> **What you should do**
Find each line below where the word "HashSet" occurs, and copy it.

BEGIN Data

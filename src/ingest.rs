use std::collections::HashSet;
use std::path::{Path, PathBuf};
use std::sync::Arc;

use futures::future::join_all;
use tokio::sync::Semaphore;
use walkdir::WalkDir;

use crate::chunker::Chunker;
use crate::embeddings::EmbeddingService;
use crate::error::{RagError, Result};
use crate::fingerprint;
use crate::path_resolve;
use crate::pdf::PdfReader;
use crate::store::{ChunkRecord, DocumentMeta, Store};
use crate::vecdump::{self, DUMP_EXTENSION};

/// Outcome summary of a corpus operation.
#[derive(Debug, Clone, Default)]
pub struct WorkResult {
    pub error: bool,
    pub error_message: Option<String>,
    pub success_message: Option<String>,
    pub processed: usize,
    pub skipped: usize,
    pub failed: usize,
}

impl WorkResult {
    pub fn failure(message: impl Into<String>) -> Self {
        Self {
            error: true,
            error_message: Some(message.into()),
            ..Self::default()
        }
    }

    pub fn ok(&self) -> bool {
        !self.error
    }
}

/// Collects the PDF set named by a path: the file itself, or every
/// `.pdf` under a directory, recursively.
fn collect_pdf_files(path: &Path) -> Result<Vec<PathBuf>> {
    if path.is_file() {
        if path.extension().and_then(|s| s.to_str()) == Some("pdf") {
            return Ok(vec![path.to_path_buf()]);
        }
        return Err(RagError::Config(format!(
            "unsupported file type, only PDF files are supported: {}",
            path.display()
        )));
    }

    if path.is_dir() {
        let files = WalkDir::new(path)
            .into_iter()
            .filter_map(|e| e.ok())
            .filter(|e| {
                e.file_type().is_file()
                    && e.path().extension().and_then(|s| s.to_str()) == Some("pdf")
            })
            .map(|e| e.path().to_path_buf())
            .collect();
        return Ok(files);
    }

    Err(RagError::NotFound(format!(
        "path is neither a file nor a directory: {}",
        path.display()
    )))
}

/// Fingerprints of dumps already present in the dump directory.
fn existing_dump_fingerprints(dump_dir: &Path) -> HashSet<String> {
    let Ok(entries) = std::fs::read_dir(dump_dir) else {
        return HashSet::new();
    };
    entries
        .filter_map(|e| e.ok())
        .filter_map(|e| {
            let path = e.path();
            if path.extension().and_then(|s| s.to_str()) == Some(DUMP_EXTENSION) {
                path.file_stem()
                    .and_then(|s| s.to_str())
                    .map(str::to_string)
            } else {
                None
            }
        })
        .collect()
}

/// Orchestrates corpus ingestion: discovery, fingerprinting,
/// skip-if-unchanged, extraction, chunking, embedding, persistence and
/// dump writing, with a bounded pool of per-file workers.
#[derive(Clone)]
pub struct Ingestor {
    reader: Arc<dyn PdfReader>,
    store: Arc<dyn Store>,
    embedder: Arc<EmbeddingService>,
    chunker: Chunker,
    dump_dir: PathBuf,
    ingest_threads: usize,
}

impl Ingestor {
    pub fn new(
        reader: Arc<dyn PdfReader>,
        store: Arc<dyn Store>,
        embedder: Arc<EmbeddingService>,
        chunker: Chunker,
        dump_dir: PathBuf,
        ingest_threads: usize,
    ) -> Result<Self> {
        if ingest_threads == 0 {
            return Err(RagError::Config("ingest_threads must be positive".into()));
        }
        Ok(Self {
            reader,
            store,
            embedder,
            chunker,
            dump_dir,
            ingest_threads,
        })
    }

    /// Adds a PDF file or a directory of PDFs to the corpus. Per-file
    /// errors are recorded and the remaining files continue; the
    /// summary reports counts and the last error message.
    pub async fn add_corpus(&self, source: &str) -> WorkResult {
        let resolved = path_resolve::resolve(source);
        let files = match collect_pdf_files(Path::new(&resolved)) {
            Ok(files) => files,
            Err(e) => return WorkResult::failure(e.to_string()),
        };
        if files.is_empty() {
            return WorkResult::failure(format!("no PDF files found under {resolved}"));
        }
        tracing::info!(count = files.len(), "found PDF files to process");

        let hashes = {
            let files = files.clone();
            match tokio::task::spawn_blocking(move || fingerprint::fingerprint_files(&files)).await
            {
                Ok(Ok(hashes)) => hashes,
                Ok(Err(e)) => return WorkResult::failure(format!("fingerprinting failed: {e}")),
                Err(e) => return WorkResult::failure(format!("fingerprinting panicked: {e}")),
            }
        };

        let existing = existing_dump_fingerprints(&self.dump_dir);
        let mut skipped = 0usize;
        let mut to_process: Vec<(PathBuf, String)> = Vec::new();
        for (path, hash) in hashes {
            if existing.contains(&hash) {
                tracing::info!(path = %path.display(), "skipping, dump already exists");
                skipped += 1;
            } else {
                to_process.push((path, hash));
            }
        }

        if to_process.is_empty() {
            return WorkResult {
                success_message: Some("All files are already processed".to_string()),
                skipped,
                ..WorkResult::default()
            };
        }
        tracing::info!(
            count = to_process.len(),
            skipped,
            workers = self.ingest_threads,
            "ingesting files"
        );

        let permits = Arc::new(Semaphore::new(self.ingest_threads));
        let handles: Vec<_> = to_process
            .into_iter()
            .map(|(path, hash)| {
                let ingestor = self.clone();
                let permits = Arc::clone(&permits);
                tokio::spawn(async move {
                    let _permit = permits.acquire_owned().await;
                    let outcome = ingestor.ingest_file(&path, &hash).await;
                    (path, outcome)
                })
            })
            .collect();

        let mut processed = 0usize;
        let mut failed = 0usize;
        let mut last_error: Option<String> = None;
        for joined in join_all(handles).await {
            match joined {
                Ok((path, Ok(chunk_count))) => {
                    processed += 1;
                    tracing::info!(
                        path = %path.display(),
                        chunks = chunk_count,
                        "file added to corpus"
                    );
                }
                Ok((path, Err(e))) => {
                    failed += 1;
                    let message = format!("{}: {e}", path.display());
                    tracing::warn!("failed to ingest file, continuing: {message}");
                    last_error = Some(message);
                }
                Err(e) => {
                    failed += 1;
                    last_error = Some(format!("ingest worker panicked: {e}"));
                }
            }
        }

        WorkResult {
            error: failed > 0,
            error_message: last_error,
            success_message: (failed == 0).then(|| format!("Processed {processed} files")),
            processed,
            skipped,
            failed,
        }
    }

    /// Runs the full pipeline for one file. The store is written
    /// first as the authoritative copy; the dump is a cache whose
    /// write failure only warns.
    async fn ingest_file(&self, path: &Path, file_hash: &str) -> Result<usize> {
        let data = {
            let reader = Arc::clone(&self.reader);
            let path = path.to_path_buf();
            tokio::task::spawn_blocking(move || reader.extract(&path))
                .await
                .map_err(|e| RagError::Engine(format!("PDF extraction panicked: {e}")))??
        };
        if data.load_failed() {
            return Err(RagError::Parse("could not load PDF".into()));
        }
        if data.page_texts.iter().all(|p| p.trim().is_empty()) {
            return Err(RagError::Parse("no text extracted from PDF".into()));
        }

        let meta = DocumentMeta {
            file_hash: file_hash.to_string(),
            file_path: path.to_string_lossy().into_owned(),
            file_name: path
                .file_name()
                .map(|n| n.to_string_lossy().into_owned())
                .unwrap_or_default(),
            title: data.metadata.title.clone(),
            author: data.metadata.author.clone(),
            subject: data.metadata.subject.clone(),
            keywords: data.metadata.keywords.clone(),
            creator: data.metadata.creator.clone(),
            producer: data.metadata.producer.clone(),
            page_count: data.metadata.page_count,
        };
        self.store.upsert_document(&meta).await?;
        self.store.delete_chunks_by_file_hash(file_hash).await?;

        let chunks = self.chunker.split(&data.page_texts);
        tracing::info!(
            path = %path.display(),
            pages = data.page_texts.len(),
            chunks = chunks.len(),
            "extracted and chunked document"
        );

        let texts: Vec<String> = chunks.iter().map(|c| c.text.clone()).collect();
        let embedded = self.embedder.embed(&texts).await?;
        if embedded.len() < chunks.len() {
            tracing::warn!(
                dropped = chunks.len() - embedded.len(),
                "some chunks were not embedded"
            );
        }
        if embedded.is_empty() {
            return Err(RagError::Engine("embedding produced no vectors".into()));
        }

        let records: Vec<ChunkRecord> = embedded
            .iter()
            .map(|e| ChunkRecord {
                text: chunks[e.index].text.clone(),
                vector: e.vector.clone(),
                hash: e.hash,
                page: chunks[e.index].page,
            })
            .collect();
        self.store.save_chunks(file_hash, &records).await?;

        let vectors: Vec<Vec<f32>> = embedded.iter().map(|e| e.vector.clone()).collect();
        let hashes: Vec<u64> = embedded.iter().map(|e| e.hash).collect();
        let dump_dir = self.dump_dir.clone();
        let fingerprint = file_hash.to_string();
        let dump_outcome = tokio::task::spawn_blocking(move || {
            vecdump::write_dump(&dump_dir, &fingerprint, &vectors, &hashes)
        })
        .await;
        match dump_outcome {
            Ok(Ok(dump_path)) => {
                tracing::debug!(path = %dump_path.display(), "dump written");
            }
            Ok(Err(e)) => {
                tracing::warn!("failed to write vector dump, store copy remains valid: {e}");
            }
            Err(e) => {
                tracing::warn!("dump writer panicked, store copy remains valid: {e}");
            }
        }

        Ok(records.len())
    }
}

#[cfg(test)]
mod tests {
    use super::*;

    #[test]
    fn single_pdf_path_is_accepted() {
        let dir = tempfile::tempdir().unwrap();
        let pdf = dir.path().join("paper.pdf");
        std::fs::write(&pdf, b"%PDF-1.4 fake").unwrap();

        let files = collect_pdf_files(&pdf).unwrap();
        assert_eq!(files, vec![pdf]);
    }

    #[test]
    fn non_pdf_file_is_rejected() {
        let dir = tempfile::tempdir().unwrap();
        let txt = dir.path().join("notes.txt");
        std::fs::write(&txt, b"plain text").unwrap();

        assert!(matches!(
            collect_pdf_files(&txt),
            Err(RagError::Config(_))
        ));
    }

    #[test]
    fn directories_are_walked_recursively() {
        let dir = tempfile::tempdir().unwrap();
        let nested = dir.path().join("a/b");
        std::fs::create_dir_all(&nested).unwrap();
        std::fs::write(dir.path().join("top.pdf"), b"x").unwrap();
        std::fs::write(nested.join("deep.pdf"), b"y").unwrap();
        std::fs::write(nested.join("ignored.txt"), b"z").unwrap();

        let mut files = collect_pdf_files(dir.path()).unwrap();
        files.sort();
        assert_eq!(files.len(), 2);
        assert!(files.iter().all(|f| f.extension().unwrap() == "pdf"));
    }

    #[test]
    fn missing_path_is_not_found() {
        assert!(matches!(
            collect_pdf_files(Path::new("/no/such/place")),
            Err(RagError::NotFound(_))
        ));
    }

    #[test]
    fn existing_dumps_are_recognized_by_stem() {
        let dir = tempfile::tempdir().unwrap();
        std::fs::write(dir.path().join("abc123.vecdump"), b"").unwrap();
        std::fs::write(dir.path().join("def456.vecdump"), b"").unwrap();
        std::fs::write(dir.path().join("other.bin"), b"").unwrap();

        let existing = existing_dump_fingerprints(dir.path());
        assert_eq!(existing.len(), 2);
        assert!(existing.contains("abc123"));
        assert!(existing.contains("def456"));
    }

    #[test]
    fn missing_dump_dir_yields_empty_set() {
        assert!(existing_dump_fingerprints(Path::new("/no/such/dumps")).is_empty());
    }

    #[test]
    fn work_result_failure_shape() {
        let result = WorkResult::failure("boom");
        assert!(result.error);
        assert!(!result.ok());
        assert_eq!(result.error_message.as_deref(), Some("boom"));
        assert!(result.success_message.is_none());
    }
}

END Data

> **Response to the exercise**
use std::collections::HashSet;
fn existing_dump_fingerprints(dump_dir: &Path) -> HashSet<String> {
        return HashSet::new();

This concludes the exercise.